Effective upfront measurement helps to provide useful prior knowledge, thus reducing uncertainty, leading to well-informed decisions, and lessening the chance of deployment error. Ultimately, effective measurement helps to save money. Therefore, the availability of clear measures for rapid deployment are vital for any business using machine translation.

Also, any investment in machine translation is likely to be sizeable. Implementing a machine translation platform is a mid- to long-term effort requiring specialized resources and significant resilience to potentially frustrating outcomes in the interim. Effective measurements, including evaluation of outputs, provide a rational basis for selecting what improvements to make first.
In most cases, any measurement is only an estimate, a guess based on available information, made by approximation: it is almost correct and not intended to be exact.

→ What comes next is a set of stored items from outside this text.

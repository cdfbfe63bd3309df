//! Observability for jobscout
//!
//! Structured logging via `tracing`. Logs go to stderr so that stdout carries
//! only prompts and results.

pub mod logging;

pub use logging::{init_default_logging, init_logging, LogFormat, LogSettings};

// Span macros for structured logging
pub use logging::{stage_span, tool_span};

In simple terms, the logic behind the evaluation of machine translation output is to get a few basic facts pinned down:

  1. The efficiency and effectiveness of the MT engines;

  2. The size of the effort required for further tuning the MT engine;

  3. The extent and nature of the PEMT effort.

Each measure is related to one or more strategic decisions. 

Automatic scores give at least some idea of the efficiency and effectiveness of engines. This is crucial to estimate the distance from the required and expected level of performance, and the time for filling the gap.

For example, if using BLEU as the automatic assessment reference, 0.5-0.8 could be considered acceptable for full post-editing, 0.8 or higher for light post-editing.

Full post-editing consists in fixing machine-induced meaning (semantic) distortion, making grammatical and syntactic adjustments, checking terminology for untranslated terms that could possibly be new terms, partially or completely rewriting sentences for target language fluency. It is reserved for publishing and providing high quality input for engine training.

Light post-editing consists in adjusting mechanical errors, mainly for capitalization and punctuation, replacing unknown words, possibly misspelled in the source text, removing redundant words or inserting missing ones, and ignoring all stylistic issues. It is generally used for content to be re-used in different contexts, possibly through further adaptation.

Detailed analytics can also offer an estimate of where improvements, edits, adds, replacements, etc. must be made and this in turn helps in assessing and determining the effort required.

After a comprehensive analysis of automatic evaluation scores has been accomplished, machine translation outputs can then undergo human evaluation.

When coming to human evaluation, a major issue is sampling. In fact, to be affordable, human evaluation must be done on small portions of the output, which must be homogeneous and consistent with the automatic score. 

Once consistent samples have been selected, human evaluation could start with fluency, which is affected by grammar, spelling, choice of words, and style. To prevent bias, evaluators must be given a predefined restricted set of criteria to comply with when voting/rating whether samples are fluent or not.

Fluency refers to the target only, without taking the source into account and its evaluation does not always require evaluators to be bilingual; indeed, it is often better that they are not. However, always consider that monolingual evaluation of target text only generally takes relatively short time, and judgments are generally consistent across different people, but that the more of instructions are provided to evaluators, the longer they take to complete their task, and the less consistent results are. Then the same samples would be passed to bilingual evaluators for adequacy evaluation.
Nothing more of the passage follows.